Lesson 14: Architectural Decision Records (ADRs) – Documenting Design Decisions Effectively

Making architectural decisions is just the beginning. Documenting them ensures clarity, alignment, and continuity across teams. This lesson introduces Architectural Decision Records (ADRs) as a lightweight and powerful practice for capturing and communicating key technical decisions.

1. What Are Architectural Decision Records?

Explanation: ADRs are short text documents that describe important architectural decisions made during the project and their context and consequences.

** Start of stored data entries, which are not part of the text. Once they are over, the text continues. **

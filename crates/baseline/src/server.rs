//! HTTP server for analysis requests
//!
//! Routes:
//! - `POST /api/analyze`: analyze one CSS or JavaScript source
//! - `POST /api/analyze-repo`: scan a GitHub repository (rate limited per client)
//! - `GET /api/health`: liveness check

use std::net::SocketAddr;
use std::sync::Arc;

use axum::{
    Router,
    body::Bytes,
    extract::{ConnectInfo, Request, State},
    http::{HeaderMap, StatusCode, header},
    response::{IntoResponse, Response},
    routing::{get, post},
};
use baseline_api::{AnalyzeRepoRequest, AnalyzeRequest, ApiErrorBody, HealthResponse};
use baseline_core::{Analyzer, Language};
use eyre::{Result, WrapErr};
use facet_axum::Json;
use tokio::net::TcpListener;
use tower_http::cors::{Any, CorsLayer};
use tower_http::trace::TraceLayer;
use tracing::{debug, info, warn};

use crate::config::Config;
use crate::rate_limit::{Decision, FixedWindowLimiter};
use crate::scanner::{RepositoryScanner, ScanError};

/// Largest accepted request body
const MAX_BODY_BYTES: usize = 2 * 1024 * 1024;

/// State shared across HTTP handlers
pub struct AppState {
    pub analyzer: Arc<Analyzer>,
    pub scanner: RepositoryScanner,
    pub limiter: FixedWindowLimiter,
}

impl AppState {
    pub fn new(analyzer: Arc<Analyzer>, scanner: RepositoryScanner) -> Self {
        Self {
            analyzer,
            scanner,
            limiter: FixedWindowLimiter::new(),
        }
    }
}

/// Build the application router
pub fn router(state: Arc<AppState>) -> Router {
    Router::new()
        .route("/api/analyze", post(api_analyze))
        .route("/api/analyze-repo", post(api_analyze_repo))
        .route("/api/health", get(api_health))
        .with_state(state)
        .layer(TraceLayer::new_for_http())
        .layer(
            CorsLayer::new()
                .allow_origin(Any)
                .allow_methods(Any)
                .allow_headers(Any),
        )
}

/// Serve on an already-bound listener until the process exits
pub async fn serve(listener: TcpListener, state: Arc<AppState>) -> Result<()> {
    // Expired windows are dropped once per window length
    {
        let state = Arc::clone(&state);
        tokio::spawn(async move {
            let mut interval = tokio::time::interval(state.limiter.window());
            interval.tick().await;
            loop {
                interval.tick().await;
                state.limiter.sweep();
            }
        });
    }

    let app = router(state);
    axum::serve(
        listener,
        app.into_make_service_with_connect_info::<SocketAddr>(),
    )
    .await
    .wrap_err("HTTP server failed")?;

    Ok(())
}

/// Run the server described by `config`
pub async fn run(config: &Config, port: Option<u16>) -> Result<()> {
    let analyzer = Arc::new(crate::analyzer(config)?);
    let scanner = crate::github_scanner(config, Arc::clone(&analyzer))?;
    let state = Arc::new(AppState::new(analyzer, scanner));

    let addr = format!("0.0.0.0:{}", port.unwrap_or_else(|| config.port()));
    let listener = TcpListener::bind(&addr)
        .await
        .wrap_err_with(|| format!("Failed to bind {}", addr))?;

    info!("baseline listening on http://{}", listener.local_addr()?);

    serve(listener, state).await
}

/// API error responses (always JSON)
struct ApiError;

impl ApiError {
    fn response(status: StatusCode, code: &str, msg: impl Into<String>) -> Response {
        (
            status,
            Json(ApiErrorBody {
                error: msg.into(),
                code: code.to_string(),
            }),
        )
            .into_response()
    }

    fn validation(msg: impl std::fmt::Display) -> Response {
        Self::response(
            StatusCode::BAD_REQUEST,
            "validation_error",
            format!("Invalid request: {}", msg),
        )
    }

    fn rate_limited(retry_after_secs: u64) -> Response {
        let mut headers = HeaderMap::new();
        headers.insert(header::RETRY_AFTER, retry_after_secs.into());
        (
            headers,
            Self::response(
                StatusCode::TOO_MANY_REQUESTS,
                "rate_limited",
                "Rate limit exceeded. Please try again in a minute.",
            ),
        )
            .into_response()
    }

    fn from_scan(err: &ScanError) -> Response {
        match err {
            ScanError::RepositoryNotFound(_) => Self::response(
                StatusCode::NOT_FOUND,
                "not_found",
                "Repository not found. Please check the owner and repo name.",
            ),
            ScanError::AccessDenied(repository) => Self::response(
                StatusCode::FORBIDDEN,
                "access_denied",
                format!("Access to {} was denied.", repository),
            ),
            ScanError::Upstream(msg) => {
                Self::response(StatusCode::BAD_GATEWAY, "upstream_error", msg.clone())
            }
        }
    }
}

fn body_text(body: &[u8]) -> Result<&str, Response> {
    std::str::from_utf8(body).map_err(ApiError::validation)
}

/// Whether `name` can be a GitHub owner or repository name
fn is_valid_name(name: &str) -> bool {
    !name.is_empty()
        && name
            .chars()
            .all(|c| c.is_ascii_alphanumeric() || matches!(c, '-' | '_' | '.'))
        && name != "."
        && name != ".."
}

/// Rate limiting key for a request
fn client_key(request: &Request) -> String {
    request
        .extensions()
        .get::<ConnectInfo<SocketAddr>>()
        .map(|ConnectInfo(addr)| addr.ip().to_string())
        .unwrap_or_else(|| "unknown".to_string())
}

/// POST /api/analyze - Analyze one source
async fn api_analyze(State(state): State<Arc<AppState>>, body: Bytes) -> Response {
    let request = match body_text(&body).and_then(|text| {
        facet_json::from_str::<AnalyzeRequest>(text).map_err(ApiError::validation)
    }) {
        Ok(request) => request,
        Err(e) => return e,
    };

    let Some(language) = Language::parse(&request.language) else {
        return ApiError::validation(format!(
            "unsupported language '{}', expected css, js or javascript",
            request.language
        ));
    };

    debug!("Analyzing {} bytes of {}", request.code.len(), language);
    Json(state.analyzer.analyze(&request.code, language)).into_response()
}

/// POST /api/analyze-repo - Scan a GitHub repository
async fn api_analyze_repo(State(state): State<Arc<AppState>>, request: Request) -> Response {
    let key = client_key(&request);
    if let Decision::Denied { retry_after } = state.limiter.check(&key) {
        warn!("Rate limit exceeded for {}", key);
        let secs = retry_after.as_secs() + u64::from(retry_after.subsec_nanos() > 0);
        return ApiError::rate_limited(secs.max(1));
    }

    let body = match axum::body::to_bytes(request.into_body(), MAX_BODY_BYTES).await {
        Ok(body) => body,
        Err(e) => return ApiError::validation(e),
    };
    let request = match body_text(&body).and_then(|text| {
        facet_json::from_str::<AnalyzeRepoRequest>(text).map_err(ApiError::validation)
    }) {
        Ok(request) => request,
        Err(e) => return e,
    };

    if !is_valid_name(&request.owner) || !is_valid_name(&request.repo) {
        return ApiError::validation("owner and repo must be GitHub account and repository names");
    }

    match state.scanner.scan(&request.owner, &request.repo).await {
        Ok(summary) => Json(summary).into_response(),
        Err(e) => {
            warn!("Scan of {}/{} failed: {}", request.owner, request.repo, e);
            ApiError::from_scan(&e)
        }
    }
}

/// GET /api/health - Liveness check
async fn api_health() -> Response {
    Json(HealthResponse {
        status: "ok".to_string(),
    })
    .into_response()
}
//! Configuration schema for baseline
//!
//! Config lives at `.config/baseline/config.yaml` relative to the working
//! directory. Every field is optional:
//!
//! ```yaml
//! registry_file: data/registry.json
//! weights:
//!   newly_available: 0.6
//!   limited: 0.2
//! server:
//!   port: 5000
//! github:
//!   api_url: https://api.github.com
//!   token_env: GITHUB_PAT
//! scan:
//!   deadline_secs: 120
//! ```

use baseline_core::{BaselineTier, FeatureRegistry, ScoreWeights};
use eyre::{Result, WrapErr};
use facet::Facet;
use std::path::Path;
use std::time::Duration;

pub const DEFAULT_CONFIG_PATH: &str = ".config/baseline/config.yaml";
pub const DEFAULT_PORT: u16 = 5000;
pub const DEFAULT_GITHUB_API_URL: &str = "https://api.github.com";
pub const DEFAULT_TOKEN_ENV: &str = "GITHUB_PAT";

/// Root configuration for baseline
#[derive(Debug, Clone, Default, Facet)]
pub struct Config {
    /// Feature registry JSON to use instead of the bundled snapshot.
    /// Relative paths resolve against the config file's directory.
    #[facet(default)]
    pub registry_file: Option<String>,

    #[facet(default)]
    pub weights: WeightsConfig,

    #[facet(default)]
    pub server: ServerConfig,

    #[facet(default)]
    pub github: GitHubConfig,

    #[facet(default)]
    pub scan: ScanConfig,
}

/// Score weights for the non-widely-available tiers
#[derive(Debug, Clone, Default, Facet)]
#[facet(default)]
pub struct WeightsConfig {
    #[facet(default)]
    pub newly_available: Option<f64>,
    #[facet(default)]
    pub limited: Option<f64>,
}

#[derive(Debug, Clone, Default, Facet)]
#[facet(default)]
pub struct ServerConfig {
    #[facet(default)]
    pub port: Option<u16>,
}

#[derive(Debug, Clone, Default, Facet)]
#[facet(default)]
pub struct GitHubConfig {
    /// Base URL of the GitHub REST API
    #[facet(default)]
    pub api_url: Option<String>,
    /// Name of the environment variable holding the access token
    #[facet(default)]
    pub token_env: Option<String>,
}

#[derive(Debug, Clone, Default, Facet)]
#[facet(default)]
pub struct ScanConfig {
    /// Wall-clock budget for one repository scan; unlimited when unset
    #[facet(default)]
    pub deadline_secs: Option<u64>,
}

impl Config {
    /// Parse a config from YAML
    pub fn from_yaml(yaml: &str) -> Result<Self> {
        let config: Config =
            facet_yaml::from_str(yaml).wrap_err("Failed to parse config YAML")?;
        config.weights()?;
        Ok(config)
    }

    /// Load config from `path`. A missing file yields the defaults.
    pub fn load(path: &Path) -> Result<Self> {
        if !path.exists() {
            return Ok(Self::default());
        }

        let content = std::fs::read_to_string(path)
            .wrap_err_with(|| format!("Failed to read config file: {}", path.display()))?;

        let mut config = Self::from_yaml(&content)
            .wrap_err_with(|| format!("Failed to load config file: {}", path.display()))?;
        if let (Some(file), Some(dir)) = (&config.registry_file, path.parent()) {
            config.registry_file = Some(dir.join(file).to_string_lossy().into_owned());
        }
        Ok(config)
    }

    /// Validated score weights
    pub fn weights(&self) -> Result<ScoreWeights> {
        let defaults = ScoreWeights::default();
        let weights = ScoreWeights::new(
            self.weights
                .newly_available
                .unwrap_or(defaults.weight(BaselineTier::NewlyAvailable)),
            self.weights
                .limited
                .unwrap_or(defaults.weight(BaselineTier::Limited)),
        )?;
        Ok(weights)
    }

    /// The configured registry, or the bundled snapshot
    pub fn registry(&self) -> Result<FeatureRegistry> {
        match &self.registry_file {
            Some(file) => FeatureRegistry::load(file),
            None => FeatureRegistry::bundled(),
        }
    }

    pub fn port(&self) -> u16 {
        self.server.port.unwrap_or(DEFAULT_PORT)
    }

    pub fn github_api_url(&self) -> &str {
        self.github
            .api_url
            .as_deref()
            .unwrap_or(DEFAULT_GITHUB_API_URL)
    }

    pub fn token_env(&self) -> &str {
        self.github.token_env.as_deref().unwrap_or(DEFAULT_TOKEN_ENV)
    }

    pub fn scan_deadline(&self) -> Option<Duration> {
        self.scan.deadline_secs.map(Duration::from_secs)
    }
}

#[cfg(test)]
mod tests {
    use super::*;

    #[test]
    fn test_defaults() {
        let config = Config::default();
        assert_eq!(config.port(), 5000);
        assert_eq!(config.github_api_url(), "https://api.github.com");
        assert_eq!(config.token_env(), "GITHUB_PAT");
        assert_eq!(config.scan_deadline(), None);
        assert_eq!(config.weights().unwrap(), ScoreWeights::default());
    }

    #[test]
    fn test_partial_yaml() {
        let config = Config::from_yaml("server:\n  port: 8080\nweights:\n  limited: 0.0\n").unwrap();
        assert_eq!(config.port(), 8080);

        let weights = config.weights().unwrap();
        assert_eq!(weights.weight(BaselineTier::NewlyAvailable), 0.6);
        assert_eq!(weights.weight(BaselineTier::Limited), 0.0);
    }

    #[test]
    fn test_out_of_range_weight_is_rejected() {
        let err = Config::from_yaml("weights:\n  newly_available: 0.9\n").unwrap_err();
        assert!(format!("{:?}", err).contains("0.7"));
    }

    #[test]
    fn test_missing_file_yields_defaults() {
        let dir = tempfile::tempdir().unwrap();
        let config = Config::load(&dir.path().join("config.yaml")).unwrap();
        assert_eq!(config.port(), 5000);
        assert!(config.registry_file.is_none());
    }

    #[test]
    fn test_malformed_file_is_an_error() {
        let dir = tempfile::tempdir().unwrap();
        let path = dir.path().join("config.yaml");
        std::fs::write(&path, "server: [not, a, map\n").unwrap();

        let err = Config::load(&path).unwrap_err();
        assert!(format!("{:?}", err).contains("config.yaml"));
    }

    #[test]
    fn test_registry_file_resolves_against_config_dir() {
        let dir = tempfile::tempdir().unwrap();
        std::fs::write(
            dir.path().join("registry.json"),
            r#"{"features": {"grid": {"baseline": "low"}}}"#,
        )
        .unwrap();
        let path = dir.path().join("config.yaml");
        std::fs::write(&path, "registry_file: registry.json\n").unwrap();

        let registry = Config::load(&path).unwrap().registry().unwrap();
        assert_eq!(registry.len(), 1);
        assert!(registry.contains("grid"));
    }
}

Example Use Case: Choosing between SQL and NoSQL for a user service and documenting the rationale and trade-offs.

2. Benefits of Using ADRs

  • Preserves decision history with context
  • Aligns teams and avoids repeated discussions
  • Improves onboarding and future audits

3. ADR Structure

Typical Sections:

  • Title: Concise summary
  • Status: Proposed / Accepted / Deprecated
  • Context: Background and problem
  • Decision: What was decided
  • Consequences: Impact of this decision

4. Tools and Storage

  • Markdown files stored in /docs/adr or /architecture/decisions folder in Git
  • Popular tools: adr-tools

5. Best Practices for Effective ADRs

  • Write ADRs as soon as a decision is made
  • Keep them concise and focused
  • Link them to related PRs, issues, or documentation
  • Review and deprecate outdated ADRs regularly

Conclusion

ADRs are a lightweight but high-impact practice that brings discipline, traceability, and clarity to software architecture. They help teams evolve systems with confidence, continuity, and shared understanding.